Please prioritize this, it will help a lot making the datastore faster and more responsive.
Talking with the Amplify team it doesn't sound like this is a priority, however you can write batch operation resolvers to your dynamodb tables in a lambda function with an express app on it which uses the batch put item function. It is a pain to do it for multiple tables or even tables with nested relationships but relatively straight forward for single table use cases.
@josefaidt I think this issue can be closed as resolved: feature support
Amplify API should add support for bachOperations - i.e. generate the appropriate resolvers and schema.graphql for DynamoDB (and possibly Aurora Serverless in the future).

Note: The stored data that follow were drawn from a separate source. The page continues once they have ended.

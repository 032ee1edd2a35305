//! Master/slave role negotiation.
//!
//! The relay is authoritative for roles; [`RoleCoordinator`] only mirrors
//! what it is told, keeps the reclaim token in a [`CredentialStore`], and
//! answers the single authorisation question the rest of the client asks:
//! [`operations_disabled`](RoleCoordinator::operations_disabled).

use tracing::{debug, info};

use crate::connection::ConnectionManager;
use crate::credentials::CredentialStore;
use crate::error::Result;
use crate::protocol::{ClientId, ClientMessage, ClientType, Role, RoleAssignment, RoleChanged};

/// Interprets role envelopes and owns the reclaim credential.
#[derive(Debug)]
pub struct RoleCoordinator<S> {
    client_type: ClientType,
    store: S,
    role: Role,
    client_id: Option<ClientId>,
    master_client_id: Option<ClientId>,
}

impl<S: CredentialStore> RoleCoordinator<S> {
    pub fn new(client_type: ClientType, store: S) -> Self {
        Self {
            client_type,
            store,
            role: Role::Unassigned,
            client_id: None,
            master_client_id: None,
        }
    }

    pub fn role(&self) -> Role {
        self.role
    }

    pub fn client_id(&self) -> Option<&ClientId> {
        self.client_id.as_ref()
    }

    /// Identity of the current master as last reported by the relay.
    pub fn master_client_id(&self) -> Option<&ClientId> {
        self.master_client_id.as_ref()
    }

    /// `true` whenever the operator surface must refuse mutations.
    pub fn operations_disabled(&self) -> bool {
        self.role.operations_disabled()
    }

    /// The handshake for a freshly opened connection, carrying any stored token.
    pub fn handshake(&self) -> ClientMessage {
        ClientMessage::Handshake {
            client_type: self.client_type,
            master_token: self.store.get(),
        }
    }

    /// Apply the assignment the relay sends right after the handshake.
    pub fn on_role_assignment(&mut self, assignment: RoleAssignment) {
        info!(
            role = %assignment.role,
            client_id = %assignment.client_id,
            "role assigned"
        );
        self.role = assignment.role;
        self.client_id = Some(assignment.client_id);
        self.master_client_id = assignment.master_client_id;
        if assignment.role == Role::Master {
            if let Some(token) = assignment.master_token {
                self.store.set(token);
            }
        }
    }

    /// Apply a later role change (failover, release confirmation, ...).
    ///
    /// A message that both grants a token and asks for a clear ends with no
    /// token stored.
    pub fn on_role_changed(&mut self, change: RoleChanged) {
        info!(
            role = %change.new_role,
            reason = change.reason.as_deref().unwrap_or(""),
            "role changed"
        );
        self.role = change.new_role;
        if let Some(id) = change.client_id {
            self.client_id = Some(id);
        }
        if change.master_client_id.is_some() {
            self.master_client_id = change.master_client_id;
        }
        if change.new_role == Role::Master {
            if let Some(token) = change.master_token {
                self.store.set(token);
            }
        }
        if change.clear_token == Some(true) {
            debug!("relay asked to clear the master token");
            self.store.clear();
        }
    }

    /// Give up mastership.
    ///
    /// Only valid as master; returns `Ok(false)` otherwise. The local token
    /// is cleared before the request goes out, and the role itself stays
    /// until the relay confirms with `role_changed`.
    ///
    /// # Errors
    ///
    /// Propagates the send failure from the connection manager.
    pub async fn release_master(&mut self, conn: &mut ConnectionManager) -> Result<bool> {
        if self.role != Role::Master {
            debug!(role = %self.role, "release_master ignored: not master");
            return Ok(false);
        }
        info!("releasing mastership");
        self.store.clear();
        conn.send(&ClientMessage::ReleaseMaster).await?;
        Ok(true)
    }
}

#[cfg(test)]
#[allow(
    clippy::unwrap_used,
    clippy::expect_used,
    clippy::panic,
    clippy::indexing_slicing
)]
mod tests {
    use super::*;
    use crate::credentials::MemoryCredentialStore;

    fn coordinator() -> (RoleCoordinator<MemoryCredentialStore>, MemoryCredentialStore) {
        let store = MemoryCredentialStore::new();
        (
            RoleCoordinator::new(ClientType::Operation, store.clone()),
            store,
        )
    }

    fn assignment(role: Role, token: Option<&str>) -> RoleAssignment {
        RoleAssignment {
            role,
            client_id: "c1".into(),
            master_client_id: Some("c1".into()),
            master_token: token.map(Into::into),
        }
    }

    fn change(new_role: Role) -> RoleChanged {
        RoleChanged {
            new_role,
            reason: None,
            client_id: None,
            master_client_id: None,
            master_token: None,
            clear_token: None,
        }
    }

    #[test]
    fn master_assignment_stores_token() {
        let (mut roles, store) = coordinator();
        roles.on_role_assignment(assignment(Role::Master, Some("T1")));

        assert_eq!(roles.role(), Role::Master);
        assert_eq!(roles.client_id(), Some(&ClientId::from("c1")));
        assert_eq!(store.get().as_deref(), Some("T1"));
        assert!(!roles.operations_disabled());
    }

    #[test]
    fn slave_assignment_ignores_token_and_disables_operations() {
        let (mut roles, store) = coordinator();
        roles.on_role_assignment(assignment(Role::Slave, Some("stray")));

        assert!(store.get().is_none());
        assert!(roles.operations_disabled());
    }

    #[test]
    fn handshake_presents_stored_token() {
        let (mut roles, _store) = coordinator();
        assert_eq!(
            roles.handshake(),
            ClientMessage::Handshake {
                client_type: ClientType::Operation,
                master_token: None
            }
        );

        roles.on_role_assignment(assignment(Role::Master, Some("T1")));
        assert_eq!(
            roles.handshake(),
            ClientMessage::Handshake {
                client_type: ClientType::Operation,
                master_token: Some("T1".into())
            }
        );
    }

    #[test]
    fn promotion_stores_new_token() {
        let (mut roles, store) = coordinator();
        roles.on_role_assignment(assignment(Role::Slave, None));

        roles.on_role_changed(RoleChanged {
            master_token: Some("T2".into()),
            master_client_id: Some(7.into()),
            reason: Some("master_disconnected".into()),
            ..change(Role::Master)
        });

        assert_eq!(roles.role(), Role::Master);
        assert_eq!(store.get().as_deref(), Some("T2"));
        assert_eq!(roles.master_client_id(), Some(&ClientId::Number(7)));
    }

    #[test]
    fn clear_token_instruction_forgets_credential() {
        let (mut roles, store) = coordinator();
        roles.on_role_assignment(assignment(Role::Master, Some("T1")));

        roles.on_role_changed(RoleChanged {
            clear_token: Some(true),
            ..change(Role::Slave)
        });

        assert_eq!(roles.role(), Role::Slave);
        assert!(store.get().is_none());
    }

    #[test]
    fn demotion_without_clear_keeps_token() {
        let (mut roles, store) = coordinator();
        roles.on_role_assignment(assignment(Role::Master, Some("T1")));
        roles.on_role_changed(change(Role::Slave));
        assert_eq!(store.get().as_deref(), Some("T1"));
    }

    #[test]
    fn clear_wins_over_token_in_same_message() {
        let (mut roles, store) = coordinator();
        roles.on_role_changed(RoleChanged {
            master_token: Some("T9".into()),
            clear_token: Some(true),
            ..change(Role::Master)
        });
        assert!(store.get().is_none());
    }
}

The support could follow the AWS own AppSync tutorial: https://docs.aws.amazon.com/appsync/latest/devguide/tutorial-dynamodb-batch.html
Once supported, the applications can use those batch operations to replace suboptimal multiple single item operations.
The current graphql subscriptions should not be broken (i.e. when multiple items are created/updated/deleted via batch operation, the application should still get the appropriate notifications about those items via subcription).
What could be discussed - best between AWS Amplify API and AWS AppSync teams - is whether some new "batch" subcriptions can be added to the API (so that application can get notification about multiple created/updated/deleted items via one subscription message).